Exercise goal: Using the data below, return the stretch from the line that contains "w.set(LossTerm::EyeDistance, 0.5);" through the line that contains "w.set(LossTerm::AlbedoReg, 1e-4);", both included, exactly as it stands and nothing beyond it.

(Stored data entries)
*** Block opens ***
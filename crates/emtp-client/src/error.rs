//! Client error types

use thiserror::Error;

pub type Result<T> = std::result::Result<T, ClientError>;

#[derive(Error, Debug)]
pub enum ClientError {
    #[error("no jack attached")]
    NoJack,

    #[error("send failed: {0}")]
    SendFailed(String),

    #[error("protocol error: {0}")]
    Protocol(#[from] emtp_core::Error),

    #[error("registration error: {0}")]
    Registration(#[from] emtp_router::RouterError),
}
//! The multi-term training objective.
//!
//! Terms are identified by [`LossTerm`] and weighted through [`LossWeights`];
//! a weight of zero short-circuits the term entirely (in particular, the
//! emotion network is never invoked while all emotion weights are zero).
//! Terms are always evaluated in the fixed [`LossTerm::ALL`] order.

use std::collections::BTreeMap;

use burn::tensor::{backend::Backend, ElementConversion, Int, Tensor};
use serde::{Deserialize, Serialize};

use crate::emotion::EmotionNet;
use crate::error::{Error, Result};
use crate::params::FaceParameters;
use crate::render::RenderOutput;

/// Landmark index pairs (68-landmark layout) whose distance tracks eye
/// opening.
const EYE_PAIRS: [(usize, usize); 4] = [(37, 41), (38, 40), (43, 47), (44, 46)];
/// Inner-lip pairs tracking mouth opening.
const LIP_PAIRS: [(usize, usize); 3] = [(61, 67), (62, 66), (63, 65)];

/// Identifier of one term of the training objective.
#[derive(Debug, Clone, Copy, PartialEq, Eq, PartialOrd, Ord, Serialize, Deserialize)]
pub enum LossTerm {
    /// Masked pixel-wise L1 between input and rendering.
    Photometric,
    /// Squared error between projected and ground-truth landmarks.
    Landmark,
    /// L1 between predicted and ground-truth eye openings.
    EyeDistance,
    /// L1 between predicted and ground-truth lip openings.
    LipDistance,
    /// L1 between emotion embeddings of input and rendering.
    EmotionFeature,
    /// L1 between valence predictions.
    EmotionValence,
    /// L1 between arousal predictions.
    EmotionArousal,
    /// L1 between discrete expression distributions.
    EmotionExpression,
    /// L2 on shape coefficients.
    ShapeReg,
    /// L2 on expression coefficients.
    ExpressionReg,
    /// L2 on albedo coefficients.
    AlbedoReg,
    /// Penalizes chromatic (non-monochrome) lighting.
    LightingReg,
    /// L2 on detail coefficients.
    DetailReg,
    /// Mean magnitude of the detail displacement field.
    DetailMagnitude,
    /// Left/right asymmetry of the detail displacement field.
    DetailSymmetry,
    /// Deviation of shape codes from their per-identity batch mean.
    IdentityConsistency,
}

impl LossTerm {
    /// Every term, in evaluation order.
    pub const ALL: [LossTerm; 16] = [
        LossTerm::Photometric,
        LossTerm::Landmark,
        LossTerm::EyeDistance,
        LossTerm::LipDistance,
        LossTerm::EmotionFeature,
        LossTerm::EmotionValence,
        LossTerm::EmotionArousal,
        LossTerm::EmotionExpression,
        LossTerm::ShapeReg,
        LossTerm::ExpressionReg,
        LossTerm::AlbedoReg,
        LossTerm::LightingReg,
        LossTerm::DetailReg,
        LossTerm::DetailMagnitude,
        LossTerm::DetailSymmetry,
        LossTerm::IdentityConsistency,
    ];

    pub fn name(&self) -> &'static str {
        match self {
            LossTerm::Photometric => "photometric",
            LossTerm::Landmark => "landmark",
            LossTerm::EyeDistance => "eye_distance",
            LossTerm::LipDistance => "lip_distance",
            LossTerm::EmotionFeature => "emotion_feature",
            LossTerm::EmotionValence => "emotion_valence",
            LossTerm::EmotionArousal => "emotion_arousal",
            LossTerm::EmotionExpression => "emotion_expression",
            LossTerm::ShapeReg => "shape_reg",
            LossTerm::ExpressionReg => "expression_reg",
            LossTerm::AlbedoReg => "albedo_reg",
            LossTerm::LightingReg => "lighting_reg",
            LossTerm::DetailReg => "detail_reg",
            LossTerm::DetailMagnitude => "detail_magnitude",
            LossTerm::DetailSymmetry => "detail_symmetry",
            LossTerm::IdentityConsistency => "identity_consistency",
        }
    }

    /// Whether this term needs the emotion network.
    pub fn is_emotion(&self) -> bool {
        matches!(
            self,
            LossTerm::EmotionFeature
                | LossTerm::EmotionValence
                | LossTerm::EmotionArousal
                | LossTerm::EmotionExpression
        )
    }

    /// Whether the term is a coefficient regularizer subject to weight decay.
    pub fn is_regularizer(&self) -> bool {
        matches!(
            self,
            LossTerm::ShapeReg
                | LossTerm::ExpressionReg
                | LossTerm::AlbedoReg
                | LossTerm::DetailReg
        )
    }
}

/// Named weights of the training objective.
///
/// Mutated only by the training loop's schedule; the aggregator reads it.
#[derive(Debug, Clone, Serialize, Deserialize, PartialEq)]
pub struct LossWeights {
    weights: BTreeMap<LossTerm, f64>,
}

impl LossWeights {
    /// All weights zero.
    pub fn none() -> Self {
        Self {
            weights: BTreeMap::new(),
        }
    }

    /// Weights used for coarse-stage training.
    pub fn coarse_defaults() -> Self {
        let mut w = Self::none();
        w.set(LossTerm::Photometric, 2.0);
        w.set(LossTerm::Landmark, 1.0);
        w.set(LossTerm::EyeDistance, 0.5);
        w.set(LossTerm::LipDistance, 0.5);
        w.set(LossTerm::EmotionFeature, 1.0);
        w.set(LossTerm::EmotionValence, 1.0);
        w.set(LossTerm::EmotionArousal, 1.0);
        w.set(LossTerm::EmotionExpression, 1.0);
        w.set(LossTerm::ShapeReg, 1e-4);
        w.set(LossTerm::ExpressionReg, 1e-4);
        w.set(LossTerm::AlbedoReg, 1e-4);
        w.set(LossTerm::LightingReg, 1.0);
        w.set(LossTerm::IdentityConsistency, 0.5);
        w
    }

    /// Additional terms activated by the detail stage.
    pub fn detail_defaults() -> Self {
        let mut w = Self::coarse_defaults();
        w.set(LossTerm::DetailReg, 1e-4);
        w.set(LossTerm::DetailMagnitude, 0.01);
        w.set(LossTerm::DetailSymmetry, 0.005);
        w
    }

    pub fn get(&self, term: LossTerm) -> f64 {
        self.weights.get(&term).copied().unwrap_or(0.0)
    }

    pub fn set(&mut self, term: LossTerm, weight: f64) {
        if weight == 0.0 {
            self.weights.remove(&term);
        } else {
            self.weights.insert(term, weight);
        }
    }

    /// True if any emotion term is active.
    pub fn any_emotion(&self) -> bool {
        LossTerm::ALL
            .iter()
            .any(|t| t.is_emotion() && self.get(*t) > 0.0)
    }

    /// Multiplies every regularizer weight by `factor` (the schedule's decay
    /// step).
    pub fn decay_regularizers(&mut self, factor: f64) {
        for term in LossTerm::ALL {
            if term.is_regularizer() {
                let w = self.get(term);
                if w > 0.0 {
                    self.set(term, w * factor);
                }
            }
        }
    }

    pub fn iter(&self) -> impl Iterator<Item = (LossTerm, f64)> + '_ {
        self.weights.iter().map(|(t, w)| (*t, *w))
    }
}

/// Everything one training step hands to the aggregator.
pub struct LossContext<'a, B: Backend> {
    pub params: &'a FaceParameters<B>,
    /// Detail displacement amounts `[B, V]`, present in the detail stage.
    pub displacement: Option<&'a Tensor<B, 2>>,
    /// Mirror partner per vertex `[V]`, for the symmetry term.
    pub mirror_map: Option<&'a Tensor<B, 1, Int>>,
    /// Input photo `[B, 3, H, W]`.
    pub input: &'a Tensor<B, 4>,
    pub rendered: &'a RenderOutput<B>,
    /// Face-region mask `[B, 1, H, W]`; the rendered coverage stands in when
    /// absent.
    pub mask: Option<&'a Tensor<B, 4>>,
    /// Ground-truth landmarks in NDC `[B, L, 2]`.
    pub landmarks: Option<&'a Tensor<B, 3>>,
    /// Identity label per batch element.
    pub identities: Option<&'a [u32]>,
}

/// One evaluated objective: the differentiable total plus the per-term
/// weighted contributions for reporting.
#[derive(Debug)]
pub struct LossBreakdown<B: Backend> {
    pub total: Tensor<B, 1>,
    pub terms: Vec<(LossTerm, f32)>,
}

impl<B: Backend> LossBreakdown<B> {
    pub fn value(&self, term: LossTerm) -> Option<f32> {
        self.terms.iter().find(|(t, _)| *t == term).map(|(_, v)| *v)
    }

    pub fn total_value(&self) -> f32 {
        self.total.clone().into_scalar().elem()
    }
}

/// Computes the weighted objective for one step.
pub fn aggregate<B: Backend>(
    weights: &LossWeights,
    emotion: Option<&EmotionNet<B>>,
    ctx: &LossContext<'_, B>,
) -> Result<LossBreakdown<B>> {
    let device = ctx.input.device();
    let mut total = Tensor::<B, 1>::zeros([1], &device);
    let mut terms = Vec::new();

    let emotion_pair = if weights.any_emotion() {
        let net = emotion.ok_or_else(|| Error::MissingArtifact {
            path: "<emotion network not loaded>".into(),
        })?;
        Some((
            net.encode(ctx.input.clone()),
            net.encode(ctx.rendered.image.clone()),
        ))
    } else {
        None
    };

    for term in LossTerm::ALL {
        let weight = weights.get(term);
        if weight == 0.0 {
            continue;
        }
        let Some(value) = term_value(term, ctx, emotion_pair.as_ref()) else {
            continue;
        };
        let weighted = value * weight;
        terms.push((term, weighted.clone().detach().into_scalar().elem()));
        total = total + weighted;
    }

    Ok(LossBreakdown { total, terms })
}

/// Evaluates one unweighted term; `None` when its inputs are absent.
fn term_value<B: Backend>(
    term: LossTerm,
    ctx: &LossContext<'_, B>,
    emotion: Option<&(crate::emotion::EmotionFeatures<B>, crate::emotion::EmotionFeatures<B>)>,
) -> Option<Tensor<B, 1>> {
    match term {
        LossTerm::Photometric => Some(photometric(ctx)),
        LossTerm::Landmark => ctx.landmarks.map(|gt| {
            (ctx.rendered.landmarks.clone() - gt.clone())
                .powi_scalar(2)
                .mean()
        }),
        LossTerm::EyeDistance => ctx
            .landmarks
            .and_then(|gt| pair_distance_loss(&ctx.rendered.landmarks, gt, &EYE_PAIRS)),
        LossTerm::LipDistance => ctx
            .landmarks
            .and_then(|gt| pair_distance_loss(&ctx.rendered.landmarks, gt, &LIP_PAIRS)),
        LossTerm::EmotionFeature => emotion.map(|(input, output)| {
            (input.embedding.clone() - output.embedding.clone())
                .abs()
                .mean()
        }),
        LossTerm::EmotionValence => {
            emotion.map(|(i, o)| (i.valence.clone() - o.valence.clone()).abs().mean())
        }
        LossTerm::EmotionArousal => {
            emotion.map(|(i, o)| (i.arousal.clone() - o.arousal.clone()).abs().mean())
        }
        LossTerm::EmotionExpression => emotion.map(|(i, o)| {
            let dist = |logits: &Tensor<B, 2>| {
                burn::tensor::activation::softmax(logits.clone(), 1)
            };
            (dist(&i.expression_logits) - dist(&o.expression_logits))
                .abs()
                .mean()
        }),
        LossTerm::ShapeReg => Some(sum_sq_half(&ctx.params.shape)),
        LossTerm::ExpressionReg => Some(sum_sq_half(&ctx.params.expression)),
        LossTerm::AlbedoReg => Some(sum_sq_half(&ctx.params.albedo)),
        LossTerm::LightingReg => {
            let sh = ctx.params.sh_lighting();
            let mean = sh.clone().mean_dim(2);
            Some((mean - sh).powi_scalar(2).mean())
        }
        LossTerm::DetailReg => ctx.params.detail.as_ref().map(sum_sq_half),
        LossTerm::DetailMagnitude => ctx.displacement.map(|d| d.clone().abs().mean()),
        LossTerm::DetailSymmetry => match (ctx.displacement, ctx.mirror_map) {
            (Some(displacement), Some(mirror)) => {
                let mirrored = displacement.clone().select(1, mirror.clone()).detach();
                Some((displacement.clone() - mirrored).abs().mean())
            }
            _ => None,
        },
        LossTerm::IdentityConsistency => ctx
            .identities
            .and_then(|ids| identity_consistency(&ctx.params.shape, ids)),
    }
}

/// Masked L1 photometric term. A mask with zero valid elements contributes
/// exactly zero.
fn photometric<B: Backend>(ctx: &LossContext<'_, B>) -> Tensor<B, 1> {
    // The rendered coverage stands in for a missing skin mask; detached so
    // the term cannot shrink its own support.
    let mask = match ctx.mask {
        Some(mask) => mask.clone(),
        None => ctx.rendered.alpha.clone().detach(),
    };

    let valid: f32 = mask.clone().sum().into_scalar().elem();
    if valid <= 0.0 {
        return Tensor::zeros([1], &ctx.input.device());
    }

    let diff = (ctx.rendered.image.clone() - ctx.input.clone()).abs() * mask;
    diff.sum() / (valid * 3.0)
}

/// L1 between predicted and ground-truth landmark pair distances.
///
/// The pair tables assume the 68-landmark layout; other layouts skip the
/// term.
fn pair_distance_loss<B: Backend>(
    predicted: &Tensor<B, 3>,
    truth: &Tensor<B, 3>,
    pairs: &[(usize, usize)],
) -> Option<Tensor<B, 1>> {
    let [_, landmarks, _] = predicted.dims();
    if landmarks != 68 || truth.dims()[1] != 68 {
        return None;
    }

    let distances = |lmk: &Tensor<B, 3>| {
        let [batch, _, _] = lmk.dims();
        let per_pair: Vec<Tensor<B, 1>> = pairs
            .iter()
            .map(|&(a, b)| {
                let pa = lmk.clone().slice([0..batch, a..a + 1, 0..2]);
                let pb = lmk.clone().slice([0..batch, b..b + 1, 0..2]);
                (pa - pb)
                    .powi_scalar(2)
                    .sum_dim(2)
                    .sqrt()
                    .reshape([batch])
            })
            .collect();
        Tensor::stack::<2>(per_pair, 1)
    };

    Some((distances(predicted) - distances(truth)).abs().mean())
}

/// `Σx²/2` over the whole batch.
fn sum_sq_half<B: Backend>(t: &Tensor<B, 2>) -> Tensor<B, 1> {
    t.clone().powi_scalar(2).sum() / 2.0
}

/// Mean squared deviation of shape codes from their per-identity mean.
///
/// Identity grouping is opportunistic: batches without repeated identities
/// contribute zero, and the term is skipped entirely when labels are absent.
fn identity_consistency<B: Backend>(
    shape: &Tensor<B, 2>,
    identities: &[u32],
) -> Option<Tensor<B, 1>> {
    let [batch, _] = shape.dims();
    if identities.len() != batch {
        return None;
    }

    let device = shape.device();
    let mut groups: BTreeMap<u32, Vec<i32>> = BTreeMap::new();
    for (row, &id) in identities.iter().enumerate() {
        groups.entry(id).or_default().push(row as i32);
    }

    let mut value = Tensor::<B, 1>::zeros([1], &device);
    let mut group_count = 0usize;
    for rows in groups.values() {
        if rows.len() < 2 {
            continue;
        }
        let indices = Tensor::<B, 1, Int>::from_data(
            burn::tensor::TensorData::new(rows.clone(), [rows.len()]),
            &device,
        );
        let members = shape.clone().select(0, indices);
        let mean = members.clone().mean_dim(0);
        value = value + (members - mean).powi_scalar(2).mean();
        group_count += 1;
    }

    if group_count == 0 {
        Some(Tensor::zeros([1], &device))
    } else {
        Some(value / group_count as f64)
    }
}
*** Block closes ***
Exercise answer:
        w.set(LossTerm::EyeDistance, 0.5);
        w.set(LossTerm::LipDistance, 0.5);
        w.set(LossTerm::EmotionFeature, 1.0);
        w.set(LossTerm::EmotionValence, 1.0);
        w.set(LossTerm::EmotionArousal, 1.0);
        w.set(LossTerm::EmotionExpression, 1.0);
        w.set(LossTerm::ShapeReg, 1e-4);
        w.set(LossTerm::ExpressionReg, 1e-4);
        w.set(LossTerm::AlbedoReg, 1e-4);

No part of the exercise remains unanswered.